Search code examples
lex

Implicit termination of start conditions in flex without using `unput()`


Let's say I'm parsing hexadecimal numbers in flex. I have something like this:

%x hexnumber
%%
"0x"                { BEGIN hexnumber }
<hexnumber>[0-9A-F] { process_digit(); }

This works fine; the 0x prefix starts hex-parsing mode, and then each digit is processed in turn.

The problem is that a hex constant doesn't have an explicit terminator token. So, how do I switch back to the INITIAL state? By the time I know that the next character isn't part of the numeric constant, it's been consumed.

I can always push it back onto the input stream with unput():

<hexnumber>.        { unput(*yytext); BEGIN INITIAL; }

...but I'd very much prefer not do this (because of implementation details beyond the scope of this question using unput() is very expensive for me).

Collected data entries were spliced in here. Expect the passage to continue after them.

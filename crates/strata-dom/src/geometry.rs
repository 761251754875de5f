//! Document-space rectangles.
//!
//! [CSSOM View § 6 DOMRect](https://drafts.fxtf.org/geometry/#domrect)

use serde::{Deserialize, Serialize};

/// A rectangle in document coordinates, shaped like `getBoundingClientRect()`.
///
/// `right`/`bottom` are always derived from `left + width` and `top + height`
/// so the six fields never disagree.
#[derive(Debug, Clone, Copy, Default, PartialEq, Serialize, Deserialize)]
#[serde(from = "RectRepr")]
pub struct Rect {
    /// Distance from the document's top edge.
    pub top: f64,
    /// Distance from the document's left edge.
    pub left: f64,
    /// `left + width`.
    pub right: f64,
    /// `top + height`.
    pub bottom: f64,
    /// Horizontal extent.
    pub width: f64,
    /// Vertical extent.
    pub height: f64,
}

impl Rect {
    /// Build a rect from its origin and size.
    #[must_use]
    pub fn new(left: f64, top: f64, width: f64, height: f64) -> Self {
        Self {
            top,
            left,
            right: left + width,
            bottom: top + height,
            width,
            height,
        }
    }

    /// A rect narrower or shorter than one pixel produces no visual layer.
    #[must_use]
    pub fn is_degenerate(&self) -> bool {
        !(self.width >= 1.0 && self.height >= 1.0)
    }

    /// Round origin and size to whole pixels, clamping negative sizes to zero.
    #[must_use]
    pub fn rounded(&self) -> Self {
        Self::new(
            self.left.round(),
            self.top.round(),
            self.width.round().max(0.0),
            self.height.round().max(0.0),
        )
    }

    /// The smallest rect covering both `self` and `other`.
    #[must_use]
    pub fn union(&self, other: &Self) -> Self {
        let left = self.left.min(other.left);
        let top = self.top.min(other.top);
        let right = self.right.max(other.right);
        let bottom = self.bottom.max(other.bottom);
        Self::new(left, top, right - left, bottom - top)
    }

    /// Grow vertically around the center until the height is at least `height`.
    #[must_use]
    pub fn centered_to_height(&self, height: f64) -> Self {
        if self.height >= height {
            return *self;
        }
        let delta = height - self.height;
        Self::new(self.left, self.top - delta / 2.0, self.width, height)
    }
}

/// Accepts either `{left, top, width, height}` or `{x, y, width, height}`.
#[derive(Deserialize)]
struct RectRepr {
    #[serde(alias = "x")]
    left: f64,
    #[serde(alias = "y")]
    top: f64,
    width: f64,
    height: f64,
}

impl From<RectRepr> for Rect {
    fn from(repr: RectRepr) -> Self {
        Self::new(repr.left, repr.top, repr.width, repr.height)
    }
}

I know that the generated state machine is capable of automatically switching back to the INITIAL state without consuming the next character, because otherwise rules like [0-9A-F]+ wouldn't work. Is there a way to achieve this using explicit start conditions?


Solution

  • Use yyless(0) instead of unput(*yytext); yyless is essentially free since it only adjusts a couple of pointers. It makesno attempt to reallocate or move the input buffer. (You also need BEGIN(INITIAL), of course.)

    A much messier solution would be to use trailing context to distinguish between hex characters followed by other hex characters:

     [[:xdigit:]]/[[:xdigit:]]    process_digit();
     [[:xdigit:]]                 process_digit(); BEGIN(INITIAL);
    

    But that is a lot less flexible.